DOIS CAMINHOS

19/03/2024 às 10:51h

Tema ingrato com que se começar uma conversa: a inconveniente, malquerida, indesejada morte. A morte, como sabemos, é-nos consequência do pecado de desobediência praticado no Paraíso e que desde então nos tem causado tanto suor frio diante dos perigos da vida. Pecado- do latim “peccare” – etimologicamente significa tropeçar. Um baita tropeço inicial, uma Queda estrondosa. Eis nosso “tropeço original” ou, se quiserem, Pecado Original. E quem esperaria, quem imaginaria que para reerguer-nos desta terrível Queda se faria homem, padeceria e imolaria o Cordeiro Divino, segunda pessoa da Santíssima Trindade, Cristo Jesus, por nós.

Consequência deste tropeço inicial voluntário é justamente a desordem em nossa alma, desordem que nada mais é do que buscar mais o que é menos e menos o que é mais. Mais os prazeres sensoriais, menos os bens superiores que nos apaziguariam a alma e a preencheriam de um júbilo cem vezes superior. Mais o empilhamento de quinquilharia perecível e nada dos bens excelentes do Amor e Verdade que nos fariam ricos eternamente de Deus. Ora, assim o interesse pelo mundo é anteposto a Deus. A multiplicidade substitui o Único necessário. Deus é posto de lado e os restos são perseguidos, não importando as consequências.

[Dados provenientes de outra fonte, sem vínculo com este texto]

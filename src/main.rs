#[tokio::main]
async fn main() -> anyhow::Result<()> {
    if let Err(e) = sga_engine::run().await {
        eprintln!("sga-engine fatal: {e:#}");
        std::process::exit(1);
    }
    Ok(())
}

Cada coisinha no mundo se torna então como um sol miúdo, uma pepita de ouro reluzente que atrai a ganância dos sentidos. Os sentidos do corpo temos cinco, enquanto os sóis atrativos do mundo são muitos, e os modos de comprazer-se no quentinho deles e nas suas luzes, infinitas; as pepitas de ouro são inúmeras, e não há mãos nem tempo para apanhar tantas. Note que o corpo do homem é pouco extenso para tamanha extensão de prazeres e pouco durável para que alcance apalpar todos. Por isso, o homem que busca riquezas e prazeres passageiros não alcança nunca usufruir tudo o que o coração sofregamente chega a desejar – há nisto muita frustração. O motivo é que o coração humano não tem sua fome de Deus saciada nos gostos efêmeros do ventre e do baixo ventre, nem sequer na fama e honra, nem na riqueza e opulência de seus bens...

Quando assumimos fazer do objetivo mesmo de nossa vida buscar a todo custo o que é baixo em desprezo do que é elevado é que pecamos. E não há dúvida, para nosso espanto, que escolhemos tropeçar voluntariamente, ferindo na topada nada menos que nossa alma, levando conosco nosso vizinho, ofendendo ninguém menos que Deus, e isto, muitas vezes.

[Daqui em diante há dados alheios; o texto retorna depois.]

pub mod snapshot;
pub mod view;

pub use snapshot::{GradedSnapshot, GradingSetSnapshot, Snapshot, SubmissionSnapshot};
pub use view::{
    AnnotationView, GradeFormView, GradeView, GradingRowView, GradingView, StudentView, WidgetView,
};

Na verdade, existem dois caminhos: um é o caminho da vida, e o outro, o da morte. A diferença entre os dois é grande (didaqué). Constatamos já, sem alarde, que também nós caímos em faltas. E acabamos de ver que um destes caminhos se seguido até o fim leva ao pecado e morte. Já não à morte, aquela do corpo, mas à morte em que se põe a alma enquanto escolhe estar em inimizade com Deus. Agora, sigamos pelo caminho da vida. Antes, no entanto, para empreendermos nossa jornada final, nos convêm saber algo acerca do homem.

Convêm primeiro lembrarmos que Deus nos fez e a nós submeteu toda a terra e suas criaturas. Ora, somos superiores a toda restante criatura. Estranharia muito mesmo que alguém se identificasse como uma rocha, uma abóbora ou quem sabe como um sentinela dos pampas, nosso quero-quero. Não. Seres humanos é o que somos, capazes de amar e ver a verdade.

Sim, já vimos que decaímos do estado em que fomos criados. Sim, também vimos que por conta desta Queda o homem se desordenou. Por fim, que o homem peca frequentemente. No entanto, não fomos abandonados... Oh Cristo, quanto amor irradias do lenho onde tens tua face inclinada, as mãos transpassadas, aberto pela lança teu lado (cf. Quantum in Cruce, música). Filho de Deus, encarnado, padecente e supliciado, morreste e em tua morte nos devolveste a vida, não aquela vida que perece, a outra, sim, que nos é dada pela graça. Oh Jesus, é esta graça infundida em nosso íntimo a que nos faz já não só superiores à criatura terrena, mas irmãos teus, deificados, e filhos adotivos do Pai.

Pois bem, o caminho da vida é este: Em primeiro lugar, ame a Deus, que criou você. Em segundo lugar, ame a seu próximo como a si mesmo. Não faça a outro nada daquilo que você não quer que façam a você (Didaqué). Sigamos esta exortação da Santa Igreja, e nos preparemos pelo jejum, oração, esmola e confissão, pois está perto o tempo de tudo ser consumado. Está perto.

Fonte: Ronaldo Anesi - seminarista estudante de teologia.